* [Saved data entries]:
+-------+

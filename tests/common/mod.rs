//! Shared fakes and fixtures for integration tests
#![allow(dead_code)]

use async_trait::async_trait;
use std::collections::HashSet;
use std::sync::atomic::{AtomicUsize, Ordering};
use std::sync::{Arc, Mutex};
use std::time::Duration;
use uuid::Uuid;

use error_logs::{
    backend::{BackendError, ListTrim, MemoryBackend, QueueBackend},
    cache::CacheLayer,
    models::{ErrorRecord, ListQuery, StatsResponse},
    queue::IngestionQueue,
    service::ErrorService,
    store::{ErrorStore, SqliteStore, StoreError},
    tasks::TaskSupervisor,
    worker::DrainWorker,
};

pub const TEST_DEQUEUE_TIMEOUT: Duration = Duration::from_millis(50);

pub async fn memory_store() -> SqliteStore {
    SqliteStore::new("sqlite::memory:", 1).await.unwrap()
}

/// Service and worker wired the way the server wires them, with short timeouts
pub fn pipeline(
    store: Arc<dyn ErrorStore>,
    backend: Arc<dyn QueueBackend>,
) -> (ErrorService, DrainWorker) {
    let tasks = TaskSupervisor::new(8);
    let queue = IngestionQueue::with_settings(backend.clone(), TEST_DEQUEUE_TIMEOUT, 100);
    let cache = CacheLayer::new(backend);
    let worker = DrainWorker::new(queue.clone(), store.clone(), cache.clone(), tasks.clone())
        .with_retry_delay(Duration::from_millis(10));
    let service = ErrorService::new(store, queue, cache, tasks);
    (service, worker)
}

/// Store wrapper counting read calls, to tell cache hits from misses
pub struct CountingStore {
    inner: SqliteStore,
    pub list_calls: AtomicUsize,
    pub stats_calls: AtomicUsize,
}

impl CountingStore {
    pub async fn new() -> Self {
        Self {
            inner: memory_store().await,
            list_calls: AtomicUsize::new(0),
            stats_calls: AtomicUsize::new(0),
        }
    }

    pub fn list_calls(&self) -> usize {
        self.list_calls.load(Ordering::SeqCst)
    }

    pub fn stats_calls(&self) -> usize {
        self.stats_calls.load(Ordering::SeqCst)
    }
}

#[async_trait]
impl ErrorStore for CountingStore {
    async fn create_error(&self, record: &ErrorRecord) -> Result<(), StoreError> {
        self.inner.create_error(record).await
    }

    async fn get_errors(&self, query: &ListQuery) -> Result<(Vec<ErrorRecord>, i64), StoreError> {
        self.list_calls.fetch_add(1, Ordering::SeqCst);
        self.inner.get_errors(query).await
    }

    async fn get_error_by_id(&self, id: Uuid) -> Result<ErrorRecord, StoreError> {
        self.inner.get_error_by_id(id).await
    }

    async fn resolve_error(&self, id: Uuid) -> Result<(), StoreError> {
        self.inner.resolve_error(id).await
    }

    async fn delete_error(&self, id: Uuid) -> Result<(), StoreError> {
        self.inner.delete_error(id).await
    }

    async fn get_stats(&self) -> Result<StatsResponse, StoreError> {
        self.stats_calls.fetch_add(1, Ordering::SeqCst);
        self.inner.get_stats().await
    }
}

/// Store that refuses to persist records whose message is listed as poison
pub struct PoisonStore {
    inner: SqliteStore,
    poison: Mutex<HashSet<String>>,
    pub create_attempts: AtomicUsize,
}

impl PoisonStore {
    pub async fn new(poison: &[&str]) -> Self {
        Self {
            inner: memory_store().await,
            poison: Mutex::new(poison.iter().map(|m| m.to_string()).collect()),
            create_attempts: AtomicUsize::new(0),
        }
    }

    pub fn create_attempts(&self) -> usize {
        self.create_attempts.load(Ordering::SeqCst)
    }
}

#[async_trait]
impl ErrorStore for PoisonStore {
    async fn create_error(&self, record: &ErrorRecord) -> Result<(), StoreError> {
        self.create_attempts.fetch_add(1, Ordering::SeqCst);
        if self.poison.lock().unwrap().contains(&record.message) {
            return Err(StoreError::Decode("simulated write failure".to_string()));
        }
        self.inner.create_error(record).await
    }

    async fn get_errors(&self, query: &ListQuery) -> Result<(Vec<ErrorRecord>, i64), StoreError> {
        self.inner.get_errors(query).await
    }

    async fn get_error_by_id(&self, id: Uuid) -> Result<ErrorRecord, StoreError> {
        self.inner.get_error_by_id(id).await
    }

    async fn resolve_error(&self, id: Uuid) -> Result<(), StoreError> {
        self.inner.resolve_error(id).await
    }

    async fn delete_error(&self, id: Uuid) -> Result<(), StoreError> {
        self.inner.delete_error(id).await
    }

    async fn get_stats(&self) -> Result<StatsResponse, StoreError> {
        self.inner.get_stats().await
    }
}

/// Backend that is unreachable for every operation
pub struct DownBackend;

fn down() -> BackendError {
    BackendError::Connection("connection refused".to_string())
}

#[async_trait]
impl QueueBackend for DownBackend {
    async fn push_lists(
        &self,
        _keys: &[&str],
        _value: &[u8],
        _trim: Option<ListTrim<'_>>,
    ) -> Result<(), BackendError> {
        Err(down())
    }

    async fn blocking_pop(
        &self,
        _key: &str,
        _timeout: Duration,
    ) -> Result<Option<Vec<u8>>, BackendError> {
        Err(down())
    }

    async fn pop(&self, _key: &str) -> Result<Option<Vec<u8>>, BackendError> {
        Err(down())
    }

    async fn list_range(
        &self,
        _key: &str,
        _start: usize,
        _stop: usize,
    ) -> Result<Vec<Vec<u8>>, BackendError> {
        Err(down())
    }

    async fn get(&self, _key: &str) -> Result<Option<Vec<u8>>, BackendError> {
        Err(down())
    }

    async fn set_indexed(
        &self,
        _key: &str,
        _value: &[u8],
        _ttl: Duration,
        _index: Option<&str>,
    ) -> Result<(), BackendError> {
        Err(down())
    }

    async fn set_members(&self, _key: &str) -> Result<Vec<String>, BackendError> {
        Err(down())
    }

    async fn delete(&self, _keys: &[String]) -> Result<u64, BackendError> {
        Err(down())
    }

    async fn delete_indexed(&self, _keys: &[String], _index: &str) -> Result<u64, BackendError> {
        Err(down())
    }

    async fn ping(&self) -> Result<(), BackendError> {
        Err(down())
    }
}

/// In-memory backend whose first `failures` pops fail
pub struct FlakyPopBackend {
    inner: MemoryBackend,
    failures_left: AtomicUsize,
    pub failed_pops: AtomicUsize,
}

impl FlakyPopBackend {
    pub fn new(inner: MemoryBackend, failures: usize) -> Self {
        Self {
            inner,
            failures_left: AtomicUsize::new(failures),
            failed_pops: AtomicUsize::new(0),
        }
    }
}

#[async_trait]
impl QueueBackend for FlakyPopBackend {
    async fn push_lists(
        &self,
        keys: &[&str],
        value: &[u8],
        trim: Option<ListTrim<'_>>,
    ) -> Result<(), BackendError> {
        self.inner.push_lists(keys, value, trim).await
    }

    async fn blocking_pop(
        &self,
        key: &str,
        timeout: Duration,
    ) -> Result<Option<Vec<u8>>, BackendError> {
        let should_fail = self
            .failures_left
            .fetch_update(Ordering::SeqCst, Ordering::SeqCst, |n| n.checked_sub(1))
            .is_ok();
        if should_fail {
            self.failed_pops.fetch_add(1, Ordering::SeqCst);
            return Err(down());
        }
        self.inner.blocking_pop(key, timeout).await
    }

    async fn pop(&self, key: &str) -> Result<Option<Vec<u8>>, BackendError> {
        self.inner.pop(key).await
    }

    async fn list_range(
        &self,
        key: &str,
        start: usize,
        stop: usize,
    ) -> Result<Vec<Vec<u8>>, BackendError> {
        self.inner.list_range(key, start, stop).await
    }

    async fn get(&self, key: &str) -> Result<Option<Vec<u8>>, BackendError> {
        self.inner.get(key).await
    }

    async fn set_indexed(
        &self,
        key: &str,
        value: &[u8],
        ttl: Duration,
        index: Option<&str>,
    ) -> Result<(), BackendError> {
        self.inner.set_indexed(key, value, ttl, index).await
    }

    async fn set_members(&self, key: &str) -> Result<Vec<String>, BackendError> {
        self.inner.set_members(key).await
    }

    async fn delete(&self, keys: &[String]) -> Result<u64, BackendError> {
        self.inner.delete(keys).await
    }

    async fn delete_indexed(&self, keys: &[String], index: &str) -> Result<u64, BackendError> {
        self.inner.delete_indexed(keys, index).await
    }

    async fn ping(&self) -> Result<(), BackendError> {
        self.inner.ping().await
    }
}

/// In-memory backend that runs queued cache writes right before the next
/// indexed delete, landing them between an invalidation's enumerate and
/// delete steps
pub struct InterleavingBackend {
    inner: MemoryBackend,
    pending_writes: Mutex<Vec<(String, Vec<u8>, Option<String>)>>,
}

impl InterleavingBackend {
    pub fn new(inner: MemoryBackend) -> Self {
        Self {
            inner,
            pending_writes: Mutex::new(Vec::new()),
        }
    }

    /// Queue a write of `value` under `key`, indexed in `index` when given
    pub fn write_before_next_delete(&self, key: &str, value: &[u8], index: Option<&str>) {
        self.pending_writes.lock().unwrap().push((
            key.to_string(),
            value.to_vec(),
            index.map(str::to_string),
        ));
    }
}

#[async_trait]
impl QueueBackend for InterleavingBackend {
    async fn push_lists(
        &self,
        keys: &[&str],
        value: &[u8],
        trim: Option<ListTrim<'_>>,
    ) -> Result<(), BackendError> {
        self.inner.push_lists(keys, value, trim).await
    }

    async fn blocking_pop(
        &self,
        key: &str,
        timeout: Duration,
    ) -> Result<Option<Vec<u8>>, BackendError> {
        self.inner.blocking_pop(key, timeout).await
    }

    async fn pop(&self, key: &str) -> Result<Option<Vec<u8>>, BackendError> {
        self.inner.pop(key).await
    }

    async fn list_range(
        &self,
        key: &str,
        start: usize,
        stop: usize,
    ) -> Result<Vec<Vec<u8>>, BackendError> {
        self.inner.list_range(key, start, stop).await
    }

    async fn get(&self, key: &str) -> Result<Option<Vec<u8>>, BackendError> {
        self.inner.get(key).await
    }

    async fn set_indexed(
        &self,
        key: &str,
        value: &[u8],
        ttl: Duration,
        index: Option<&str>,
    ) -> Result<(), BackendError> {
        self.inner.set_indexed(key, value, ttl, index).await
    }

    async fn set_members(&self, key: &str) -> Result<Vec<String>, BackendError> {
        self.inner.set_members(key).await
    }

    async fn delete(&self, keys: &[String]) -> Result<u64, BackendError> {
        self.inner.delete(keys).await
    }

    async fn delete_indexed(&self, keys: &[String], index: &str) -> Result<u64, BackendError> {
        let writes: Vec<_> = self.pending_writes.lock().unwrap().drain(..).collect();
        for (key, value, write_index) in writes {
            self.inner
                .set_indexed(&key, &value, Duration::from_secs(120), write_index.as_deref())
                .await?;
        }
        self.inner.delete_indexed(keys, index).await
    }

    async fn ping(&self) -> Result<(), BackendError> {
        self.inner.ping().await
    }
}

+-------+

* [Task item]: All lines above with the word "Mutex" need to be reported.

* [Solution for this task]:
use std::sync::{Arc, Mutex};
    poison: Mutex<HashSet<String>>,
            poison: Mutex::new(poison.iter().map(|m| m.to_string()).collect()),
    pending_writes: Mutex<Vec<(String, Vec<u8>, Option<String>)>>,
            pending_writes: Mutex::new(Vec::new()),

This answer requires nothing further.